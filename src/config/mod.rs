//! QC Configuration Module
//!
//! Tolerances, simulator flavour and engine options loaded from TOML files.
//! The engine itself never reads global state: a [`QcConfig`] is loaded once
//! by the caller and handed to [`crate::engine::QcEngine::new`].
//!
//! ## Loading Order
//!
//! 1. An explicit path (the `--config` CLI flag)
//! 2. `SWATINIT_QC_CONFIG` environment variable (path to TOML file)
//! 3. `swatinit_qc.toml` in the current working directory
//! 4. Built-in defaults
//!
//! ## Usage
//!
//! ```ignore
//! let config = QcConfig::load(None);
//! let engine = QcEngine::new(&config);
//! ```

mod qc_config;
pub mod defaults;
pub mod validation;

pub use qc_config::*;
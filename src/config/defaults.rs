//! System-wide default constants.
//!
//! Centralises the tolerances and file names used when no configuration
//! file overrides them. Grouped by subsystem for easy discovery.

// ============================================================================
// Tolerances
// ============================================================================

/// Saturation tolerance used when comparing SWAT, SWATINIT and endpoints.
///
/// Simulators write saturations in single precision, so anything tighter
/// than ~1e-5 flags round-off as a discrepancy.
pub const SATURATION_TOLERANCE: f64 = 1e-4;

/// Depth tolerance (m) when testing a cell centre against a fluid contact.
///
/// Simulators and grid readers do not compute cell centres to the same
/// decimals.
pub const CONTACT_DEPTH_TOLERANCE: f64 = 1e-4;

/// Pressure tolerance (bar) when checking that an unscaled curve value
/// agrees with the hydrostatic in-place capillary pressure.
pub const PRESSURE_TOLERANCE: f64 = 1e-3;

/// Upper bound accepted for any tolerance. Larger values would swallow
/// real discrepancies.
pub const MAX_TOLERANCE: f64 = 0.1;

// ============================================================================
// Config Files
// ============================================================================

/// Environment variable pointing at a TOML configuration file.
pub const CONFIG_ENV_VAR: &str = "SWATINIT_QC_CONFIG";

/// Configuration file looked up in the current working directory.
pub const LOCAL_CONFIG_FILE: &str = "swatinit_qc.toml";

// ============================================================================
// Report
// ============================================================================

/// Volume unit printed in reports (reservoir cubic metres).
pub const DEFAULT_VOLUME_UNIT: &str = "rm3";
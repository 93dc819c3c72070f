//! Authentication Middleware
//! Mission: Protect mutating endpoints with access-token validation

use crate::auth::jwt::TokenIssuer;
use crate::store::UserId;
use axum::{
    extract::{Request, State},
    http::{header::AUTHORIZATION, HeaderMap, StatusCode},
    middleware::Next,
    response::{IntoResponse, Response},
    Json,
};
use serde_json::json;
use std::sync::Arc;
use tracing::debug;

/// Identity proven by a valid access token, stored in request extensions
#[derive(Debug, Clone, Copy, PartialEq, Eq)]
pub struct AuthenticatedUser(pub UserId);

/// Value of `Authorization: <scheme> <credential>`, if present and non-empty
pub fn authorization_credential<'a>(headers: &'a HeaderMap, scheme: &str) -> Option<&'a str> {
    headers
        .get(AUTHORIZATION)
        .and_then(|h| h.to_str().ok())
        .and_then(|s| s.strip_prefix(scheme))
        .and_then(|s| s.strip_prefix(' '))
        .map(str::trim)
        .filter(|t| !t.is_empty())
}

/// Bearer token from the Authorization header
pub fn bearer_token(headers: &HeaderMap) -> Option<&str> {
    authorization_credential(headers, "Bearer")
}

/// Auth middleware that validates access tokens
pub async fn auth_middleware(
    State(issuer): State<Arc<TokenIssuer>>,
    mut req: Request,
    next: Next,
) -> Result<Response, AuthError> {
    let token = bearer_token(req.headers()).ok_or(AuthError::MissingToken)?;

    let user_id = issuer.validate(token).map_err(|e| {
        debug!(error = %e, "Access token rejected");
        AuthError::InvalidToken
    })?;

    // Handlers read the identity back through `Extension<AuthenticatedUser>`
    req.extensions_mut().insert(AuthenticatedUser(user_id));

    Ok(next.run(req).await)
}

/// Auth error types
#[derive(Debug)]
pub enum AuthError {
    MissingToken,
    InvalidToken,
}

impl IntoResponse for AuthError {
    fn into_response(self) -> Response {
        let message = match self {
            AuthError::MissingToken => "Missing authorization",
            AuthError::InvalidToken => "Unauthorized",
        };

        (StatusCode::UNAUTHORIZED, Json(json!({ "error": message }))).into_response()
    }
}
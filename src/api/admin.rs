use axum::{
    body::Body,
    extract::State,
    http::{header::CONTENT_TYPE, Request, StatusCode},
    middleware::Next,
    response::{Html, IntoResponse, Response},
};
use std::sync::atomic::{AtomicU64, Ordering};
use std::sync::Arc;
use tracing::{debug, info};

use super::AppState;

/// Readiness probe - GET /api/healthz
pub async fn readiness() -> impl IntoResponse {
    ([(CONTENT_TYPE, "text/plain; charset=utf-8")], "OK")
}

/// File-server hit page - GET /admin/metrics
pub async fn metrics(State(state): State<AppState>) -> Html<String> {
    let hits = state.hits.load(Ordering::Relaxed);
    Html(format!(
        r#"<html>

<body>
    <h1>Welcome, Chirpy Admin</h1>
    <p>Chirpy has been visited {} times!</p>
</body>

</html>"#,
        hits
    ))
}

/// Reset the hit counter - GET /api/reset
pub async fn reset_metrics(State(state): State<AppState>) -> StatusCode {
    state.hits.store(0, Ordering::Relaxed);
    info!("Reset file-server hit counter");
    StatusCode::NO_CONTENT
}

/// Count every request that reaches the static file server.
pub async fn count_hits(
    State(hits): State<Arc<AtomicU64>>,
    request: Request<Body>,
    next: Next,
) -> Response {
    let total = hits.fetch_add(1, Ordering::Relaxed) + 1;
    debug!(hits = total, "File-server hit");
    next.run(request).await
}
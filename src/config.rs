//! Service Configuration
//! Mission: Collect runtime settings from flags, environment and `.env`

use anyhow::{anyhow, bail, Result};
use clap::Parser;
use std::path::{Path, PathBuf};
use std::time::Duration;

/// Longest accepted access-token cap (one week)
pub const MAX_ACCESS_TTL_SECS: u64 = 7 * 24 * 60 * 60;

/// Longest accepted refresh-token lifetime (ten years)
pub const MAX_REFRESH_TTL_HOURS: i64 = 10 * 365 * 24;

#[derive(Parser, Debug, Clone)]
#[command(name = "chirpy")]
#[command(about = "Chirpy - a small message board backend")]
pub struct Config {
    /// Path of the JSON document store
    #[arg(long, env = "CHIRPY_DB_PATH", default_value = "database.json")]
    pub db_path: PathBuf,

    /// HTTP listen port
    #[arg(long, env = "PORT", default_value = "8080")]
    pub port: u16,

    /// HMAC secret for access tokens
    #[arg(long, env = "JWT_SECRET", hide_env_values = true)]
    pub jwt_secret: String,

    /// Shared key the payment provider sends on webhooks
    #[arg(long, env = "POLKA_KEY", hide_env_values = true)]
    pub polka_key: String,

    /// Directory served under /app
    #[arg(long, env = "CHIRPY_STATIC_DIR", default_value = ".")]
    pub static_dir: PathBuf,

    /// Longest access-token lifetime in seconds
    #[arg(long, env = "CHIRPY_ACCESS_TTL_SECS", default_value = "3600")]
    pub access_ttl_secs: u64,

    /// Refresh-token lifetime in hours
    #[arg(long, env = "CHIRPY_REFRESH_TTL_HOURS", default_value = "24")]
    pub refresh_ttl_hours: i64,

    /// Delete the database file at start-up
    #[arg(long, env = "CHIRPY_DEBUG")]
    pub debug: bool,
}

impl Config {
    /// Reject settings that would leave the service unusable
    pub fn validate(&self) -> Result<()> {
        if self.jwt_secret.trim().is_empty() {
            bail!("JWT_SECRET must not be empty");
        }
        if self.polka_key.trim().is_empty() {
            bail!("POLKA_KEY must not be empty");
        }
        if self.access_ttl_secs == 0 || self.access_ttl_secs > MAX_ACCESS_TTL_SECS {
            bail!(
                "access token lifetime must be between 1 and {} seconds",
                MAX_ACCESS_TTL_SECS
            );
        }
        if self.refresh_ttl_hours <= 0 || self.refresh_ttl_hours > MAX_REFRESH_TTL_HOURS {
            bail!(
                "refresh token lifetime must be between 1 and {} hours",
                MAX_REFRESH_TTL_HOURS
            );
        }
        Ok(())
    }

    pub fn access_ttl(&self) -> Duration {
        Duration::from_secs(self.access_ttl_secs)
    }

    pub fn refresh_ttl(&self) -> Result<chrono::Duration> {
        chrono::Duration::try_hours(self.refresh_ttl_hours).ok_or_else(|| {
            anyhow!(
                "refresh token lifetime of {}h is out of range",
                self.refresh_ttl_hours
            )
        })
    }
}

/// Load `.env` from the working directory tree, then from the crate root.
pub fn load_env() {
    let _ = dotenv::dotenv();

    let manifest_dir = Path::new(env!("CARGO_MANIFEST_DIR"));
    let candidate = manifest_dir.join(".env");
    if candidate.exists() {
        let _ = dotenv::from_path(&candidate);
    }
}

■ ■ ■ ■ ■

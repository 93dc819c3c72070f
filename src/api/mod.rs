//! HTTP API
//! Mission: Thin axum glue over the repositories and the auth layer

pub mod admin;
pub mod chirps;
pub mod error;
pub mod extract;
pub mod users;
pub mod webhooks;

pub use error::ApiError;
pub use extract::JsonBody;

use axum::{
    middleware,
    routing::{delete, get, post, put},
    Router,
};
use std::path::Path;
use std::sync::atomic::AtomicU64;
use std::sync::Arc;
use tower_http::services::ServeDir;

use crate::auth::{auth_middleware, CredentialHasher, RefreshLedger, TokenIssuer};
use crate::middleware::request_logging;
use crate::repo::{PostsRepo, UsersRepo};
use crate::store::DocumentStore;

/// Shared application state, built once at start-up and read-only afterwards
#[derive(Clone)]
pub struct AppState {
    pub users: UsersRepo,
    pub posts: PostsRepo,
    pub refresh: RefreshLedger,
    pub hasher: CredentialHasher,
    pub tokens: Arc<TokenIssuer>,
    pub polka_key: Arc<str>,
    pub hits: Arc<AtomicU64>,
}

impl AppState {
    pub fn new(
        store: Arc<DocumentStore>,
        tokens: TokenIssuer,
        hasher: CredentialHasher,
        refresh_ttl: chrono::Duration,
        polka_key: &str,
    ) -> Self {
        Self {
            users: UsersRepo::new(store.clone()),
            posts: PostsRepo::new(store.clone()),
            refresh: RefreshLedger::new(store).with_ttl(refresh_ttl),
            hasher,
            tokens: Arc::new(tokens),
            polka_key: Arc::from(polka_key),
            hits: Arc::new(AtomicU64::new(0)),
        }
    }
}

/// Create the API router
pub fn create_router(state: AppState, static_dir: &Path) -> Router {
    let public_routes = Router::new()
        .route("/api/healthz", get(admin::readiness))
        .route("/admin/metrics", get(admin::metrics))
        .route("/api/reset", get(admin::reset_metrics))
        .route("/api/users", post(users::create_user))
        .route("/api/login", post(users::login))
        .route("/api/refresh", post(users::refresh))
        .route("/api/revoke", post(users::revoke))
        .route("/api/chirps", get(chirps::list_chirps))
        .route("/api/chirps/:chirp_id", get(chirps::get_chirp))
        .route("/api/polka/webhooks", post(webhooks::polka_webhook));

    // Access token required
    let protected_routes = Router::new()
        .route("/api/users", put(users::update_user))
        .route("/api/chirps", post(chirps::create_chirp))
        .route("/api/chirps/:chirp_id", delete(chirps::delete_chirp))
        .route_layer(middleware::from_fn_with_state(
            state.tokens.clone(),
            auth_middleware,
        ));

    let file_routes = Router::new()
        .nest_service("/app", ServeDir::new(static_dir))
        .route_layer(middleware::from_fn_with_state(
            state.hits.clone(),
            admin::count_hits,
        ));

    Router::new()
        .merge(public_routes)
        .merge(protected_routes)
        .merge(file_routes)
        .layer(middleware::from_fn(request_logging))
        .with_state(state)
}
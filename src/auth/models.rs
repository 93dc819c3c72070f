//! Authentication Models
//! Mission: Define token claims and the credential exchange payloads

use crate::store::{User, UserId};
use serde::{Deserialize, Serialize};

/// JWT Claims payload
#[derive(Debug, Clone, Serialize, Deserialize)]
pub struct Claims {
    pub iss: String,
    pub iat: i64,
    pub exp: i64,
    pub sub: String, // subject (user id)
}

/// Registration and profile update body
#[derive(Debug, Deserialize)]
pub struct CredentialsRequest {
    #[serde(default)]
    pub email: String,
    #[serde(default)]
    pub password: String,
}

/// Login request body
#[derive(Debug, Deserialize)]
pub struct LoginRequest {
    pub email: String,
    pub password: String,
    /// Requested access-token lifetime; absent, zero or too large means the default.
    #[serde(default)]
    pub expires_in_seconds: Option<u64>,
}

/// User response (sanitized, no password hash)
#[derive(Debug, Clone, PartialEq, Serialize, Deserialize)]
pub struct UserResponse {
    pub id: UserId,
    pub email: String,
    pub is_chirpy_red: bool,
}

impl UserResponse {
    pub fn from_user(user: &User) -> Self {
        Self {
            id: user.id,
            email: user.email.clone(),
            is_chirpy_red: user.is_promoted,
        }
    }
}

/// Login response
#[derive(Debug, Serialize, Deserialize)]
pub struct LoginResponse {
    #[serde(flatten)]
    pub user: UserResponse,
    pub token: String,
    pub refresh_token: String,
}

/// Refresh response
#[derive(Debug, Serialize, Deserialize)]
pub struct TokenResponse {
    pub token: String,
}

■ ■ ■ ■ ■

- [What you need to do] Number of lines containing "variable" in the data: state it and nothing more.

- [Task result] 2